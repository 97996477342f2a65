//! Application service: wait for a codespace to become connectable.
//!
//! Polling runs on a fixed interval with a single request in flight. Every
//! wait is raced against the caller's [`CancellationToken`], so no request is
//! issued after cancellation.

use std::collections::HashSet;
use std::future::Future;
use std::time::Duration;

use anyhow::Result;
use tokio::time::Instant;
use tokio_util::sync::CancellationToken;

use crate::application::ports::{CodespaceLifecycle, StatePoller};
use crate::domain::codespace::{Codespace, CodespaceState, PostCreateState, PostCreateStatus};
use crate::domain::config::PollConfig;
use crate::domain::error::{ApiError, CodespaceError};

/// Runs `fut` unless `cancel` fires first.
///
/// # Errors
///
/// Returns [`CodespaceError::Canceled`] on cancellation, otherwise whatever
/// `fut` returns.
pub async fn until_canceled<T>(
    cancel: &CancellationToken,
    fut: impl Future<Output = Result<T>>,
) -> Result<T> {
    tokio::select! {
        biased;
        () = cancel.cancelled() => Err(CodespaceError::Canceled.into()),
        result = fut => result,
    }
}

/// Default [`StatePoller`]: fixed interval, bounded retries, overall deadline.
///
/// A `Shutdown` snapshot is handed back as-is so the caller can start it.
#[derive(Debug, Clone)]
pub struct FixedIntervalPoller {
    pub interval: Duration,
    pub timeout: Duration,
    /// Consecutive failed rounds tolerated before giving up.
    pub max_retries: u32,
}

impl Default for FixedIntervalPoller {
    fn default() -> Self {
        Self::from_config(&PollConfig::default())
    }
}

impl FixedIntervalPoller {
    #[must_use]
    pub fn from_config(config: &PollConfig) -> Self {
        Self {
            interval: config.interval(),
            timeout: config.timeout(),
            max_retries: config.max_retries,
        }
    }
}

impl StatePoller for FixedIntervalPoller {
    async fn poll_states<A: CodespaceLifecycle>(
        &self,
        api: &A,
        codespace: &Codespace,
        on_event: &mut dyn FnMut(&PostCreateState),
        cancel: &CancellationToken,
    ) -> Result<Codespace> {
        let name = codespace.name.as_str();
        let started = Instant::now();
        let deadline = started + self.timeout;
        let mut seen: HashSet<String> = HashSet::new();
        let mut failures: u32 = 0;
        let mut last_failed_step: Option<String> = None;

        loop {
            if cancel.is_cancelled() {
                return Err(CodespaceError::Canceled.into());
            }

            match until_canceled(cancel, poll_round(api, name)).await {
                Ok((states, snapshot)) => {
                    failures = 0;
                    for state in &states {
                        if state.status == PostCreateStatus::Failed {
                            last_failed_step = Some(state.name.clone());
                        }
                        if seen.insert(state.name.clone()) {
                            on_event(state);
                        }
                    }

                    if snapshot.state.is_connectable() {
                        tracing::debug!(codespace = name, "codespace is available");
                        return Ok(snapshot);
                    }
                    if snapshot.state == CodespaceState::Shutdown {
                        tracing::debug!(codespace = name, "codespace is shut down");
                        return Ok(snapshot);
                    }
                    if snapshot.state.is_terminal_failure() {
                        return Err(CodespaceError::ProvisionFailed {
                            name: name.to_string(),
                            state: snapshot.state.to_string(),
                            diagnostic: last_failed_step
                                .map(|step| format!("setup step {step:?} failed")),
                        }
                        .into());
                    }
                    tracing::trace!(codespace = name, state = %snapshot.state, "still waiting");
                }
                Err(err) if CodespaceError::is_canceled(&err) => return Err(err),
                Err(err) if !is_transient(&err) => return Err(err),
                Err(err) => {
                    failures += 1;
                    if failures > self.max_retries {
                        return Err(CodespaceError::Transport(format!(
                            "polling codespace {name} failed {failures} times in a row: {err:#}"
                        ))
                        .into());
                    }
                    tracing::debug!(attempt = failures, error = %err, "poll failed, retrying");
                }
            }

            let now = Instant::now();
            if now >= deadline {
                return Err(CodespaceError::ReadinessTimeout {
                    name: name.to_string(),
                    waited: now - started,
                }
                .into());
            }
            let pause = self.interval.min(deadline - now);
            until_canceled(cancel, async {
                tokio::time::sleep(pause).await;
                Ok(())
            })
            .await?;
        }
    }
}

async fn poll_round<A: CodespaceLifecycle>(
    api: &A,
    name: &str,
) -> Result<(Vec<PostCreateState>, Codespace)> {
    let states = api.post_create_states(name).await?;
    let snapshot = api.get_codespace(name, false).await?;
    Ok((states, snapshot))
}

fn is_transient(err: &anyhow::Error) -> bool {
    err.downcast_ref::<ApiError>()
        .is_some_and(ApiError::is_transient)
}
==
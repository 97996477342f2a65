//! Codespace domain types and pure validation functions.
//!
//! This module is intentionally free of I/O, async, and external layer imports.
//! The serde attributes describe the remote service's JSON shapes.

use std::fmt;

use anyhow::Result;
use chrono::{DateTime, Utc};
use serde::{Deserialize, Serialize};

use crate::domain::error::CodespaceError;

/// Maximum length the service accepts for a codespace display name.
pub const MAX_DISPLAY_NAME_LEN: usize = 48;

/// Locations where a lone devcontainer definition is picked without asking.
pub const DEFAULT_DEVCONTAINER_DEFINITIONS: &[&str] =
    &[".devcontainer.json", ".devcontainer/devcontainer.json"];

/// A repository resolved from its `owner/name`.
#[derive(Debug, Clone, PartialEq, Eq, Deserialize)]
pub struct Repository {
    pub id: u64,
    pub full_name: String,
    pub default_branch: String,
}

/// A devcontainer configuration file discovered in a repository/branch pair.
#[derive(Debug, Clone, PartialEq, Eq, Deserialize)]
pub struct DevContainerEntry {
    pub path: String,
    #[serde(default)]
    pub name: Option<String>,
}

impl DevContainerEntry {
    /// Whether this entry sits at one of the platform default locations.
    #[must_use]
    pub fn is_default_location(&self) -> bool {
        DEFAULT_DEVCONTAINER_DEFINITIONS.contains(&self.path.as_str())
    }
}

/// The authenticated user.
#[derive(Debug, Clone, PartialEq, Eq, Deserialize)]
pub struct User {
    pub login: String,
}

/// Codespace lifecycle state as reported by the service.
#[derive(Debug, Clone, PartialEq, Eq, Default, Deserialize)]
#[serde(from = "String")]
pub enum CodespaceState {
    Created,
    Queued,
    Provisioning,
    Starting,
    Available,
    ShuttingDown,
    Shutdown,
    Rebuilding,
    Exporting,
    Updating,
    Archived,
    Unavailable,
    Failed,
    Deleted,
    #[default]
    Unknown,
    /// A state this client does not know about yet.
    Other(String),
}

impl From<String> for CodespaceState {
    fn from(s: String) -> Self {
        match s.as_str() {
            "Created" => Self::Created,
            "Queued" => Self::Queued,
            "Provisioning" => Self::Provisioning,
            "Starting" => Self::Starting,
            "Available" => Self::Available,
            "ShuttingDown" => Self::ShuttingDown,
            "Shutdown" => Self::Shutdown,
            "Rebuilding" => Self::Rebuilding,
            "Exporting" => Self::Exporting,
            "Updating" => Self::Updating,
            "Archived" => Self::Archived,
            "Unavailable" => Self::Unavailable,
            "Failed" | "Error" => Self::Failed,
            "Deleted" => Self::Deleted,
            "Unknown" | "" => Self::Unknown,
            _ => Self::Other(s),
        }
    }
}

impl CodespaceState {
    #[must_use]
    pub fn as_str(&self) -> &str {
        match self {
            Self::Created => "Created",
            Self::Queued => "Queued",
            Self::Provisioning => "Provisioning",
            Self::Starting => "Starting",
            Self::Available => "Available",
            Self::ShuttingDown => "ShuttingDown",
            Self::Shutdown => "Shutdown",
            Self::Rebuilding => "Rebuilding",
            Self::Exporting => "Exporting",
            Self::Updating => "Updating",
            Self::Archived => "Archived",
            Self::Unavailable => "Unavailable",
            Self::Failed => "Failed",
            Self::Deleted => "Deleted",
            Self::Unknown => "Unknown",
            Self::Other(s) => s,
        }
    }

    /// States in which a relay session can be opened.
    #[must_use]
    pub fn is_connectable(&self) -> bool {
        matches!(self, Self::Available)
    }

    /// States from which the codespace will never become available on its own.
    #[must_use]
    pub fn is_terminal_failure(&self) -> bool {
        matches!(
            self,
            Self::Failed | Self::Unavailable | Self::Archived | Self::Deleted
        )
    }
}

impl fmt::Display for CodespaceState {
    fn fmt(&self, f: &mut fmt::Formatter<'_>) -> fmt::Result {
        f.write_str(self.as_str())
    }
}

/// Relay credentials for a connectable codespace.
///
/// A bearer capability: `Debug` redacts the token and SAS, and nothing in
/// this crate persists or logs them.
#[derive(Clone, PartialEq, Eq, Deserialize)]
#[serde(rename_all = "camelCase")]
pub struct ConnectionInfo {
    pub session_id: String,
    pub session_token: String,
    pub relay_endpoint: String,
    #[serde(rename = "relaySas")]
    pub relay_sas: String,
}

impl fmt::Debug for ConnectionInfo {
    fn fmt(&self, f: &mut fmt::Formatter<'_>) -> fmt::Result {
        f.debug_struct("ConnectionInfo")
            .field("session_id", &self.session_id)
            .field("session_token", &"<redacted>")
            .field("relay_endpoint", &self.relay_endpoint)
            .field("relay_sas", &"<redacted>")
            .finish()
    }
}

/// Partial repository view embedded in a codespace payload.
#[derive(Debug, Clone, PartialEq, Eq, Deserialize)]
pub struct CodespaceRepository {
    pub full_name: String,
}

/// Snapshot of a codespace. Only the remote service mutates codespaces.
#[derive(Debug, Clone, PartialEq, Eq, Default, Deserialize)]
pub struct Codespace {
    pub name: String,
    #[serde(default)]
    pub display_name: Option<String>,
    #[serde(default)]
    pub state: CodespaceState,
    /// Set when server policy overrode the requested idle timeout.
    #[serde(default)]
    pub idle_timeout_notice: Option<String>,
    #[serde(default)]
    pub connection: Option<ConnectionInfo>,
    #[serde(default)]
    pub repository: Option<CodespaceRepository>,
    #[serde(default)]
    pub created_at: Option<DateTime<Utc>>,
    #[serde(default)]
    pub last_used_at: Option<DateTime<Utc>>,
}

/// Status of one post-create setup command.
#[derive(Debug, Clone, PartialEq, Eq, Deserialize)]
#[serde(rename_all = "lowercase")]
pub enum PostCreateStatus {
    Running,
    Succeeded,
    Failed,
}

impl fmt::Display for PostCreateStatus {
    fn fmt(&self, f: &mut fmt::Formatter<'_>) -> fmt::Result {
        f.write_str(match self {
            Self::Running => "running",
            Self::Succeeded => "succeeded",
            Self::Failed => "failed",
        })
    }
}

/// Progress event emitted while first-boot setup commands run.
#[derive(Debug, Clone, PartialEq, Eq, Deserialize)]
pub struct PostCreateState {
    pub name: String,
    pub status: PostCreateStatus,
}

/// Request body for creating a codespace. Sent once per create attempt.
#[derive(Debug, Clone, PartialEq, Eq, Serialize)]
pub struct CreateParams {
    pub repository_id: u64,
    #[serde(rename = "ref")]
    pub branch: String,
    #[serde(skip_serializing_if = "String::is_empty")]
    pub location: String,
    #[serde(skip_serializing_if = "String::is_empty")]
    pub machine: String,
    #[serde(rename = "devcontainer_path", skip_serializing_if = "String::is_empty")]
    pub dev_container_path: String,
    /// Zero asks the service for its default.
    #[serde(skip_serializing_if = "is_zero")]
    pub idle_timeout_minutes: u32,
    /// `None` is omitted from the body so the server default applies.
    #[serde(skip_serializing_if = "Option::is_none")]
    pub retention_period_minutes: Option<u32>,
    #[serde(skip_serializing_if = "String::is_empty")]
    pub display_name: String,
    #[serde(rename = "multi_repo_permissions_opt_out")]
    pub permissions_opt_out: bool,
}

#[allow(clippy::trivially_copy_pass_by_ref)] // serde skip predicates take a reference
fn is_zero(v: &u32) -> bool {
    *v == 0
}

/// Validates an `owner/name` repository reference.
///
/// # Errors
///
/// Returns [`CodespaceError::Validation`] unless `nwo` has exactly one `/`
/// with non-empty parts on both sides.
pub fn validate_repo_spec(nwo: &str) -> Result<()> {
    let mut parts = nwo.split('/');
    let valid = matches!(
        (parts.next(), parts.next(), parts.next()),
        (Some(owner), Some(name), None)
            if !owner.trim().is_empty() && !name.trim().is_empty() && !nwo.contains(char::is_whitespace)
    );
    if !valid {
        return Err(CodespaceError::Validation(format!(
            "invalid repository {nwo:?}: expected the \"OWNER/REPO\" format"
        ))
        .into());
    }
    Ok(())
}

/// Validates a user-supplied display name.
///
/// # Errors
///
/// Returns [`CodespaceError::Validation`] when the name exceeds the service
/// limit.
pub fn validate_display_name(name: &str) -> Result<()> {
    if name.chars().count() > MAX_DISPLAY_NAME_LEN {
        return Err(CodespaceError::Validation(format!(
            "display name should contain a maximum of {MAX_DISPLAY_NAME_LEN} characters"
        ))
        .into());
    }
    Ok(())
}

- Work order: Count every line in the records that holds "Deleted" and give that count by itself.

- Solved exercise: 4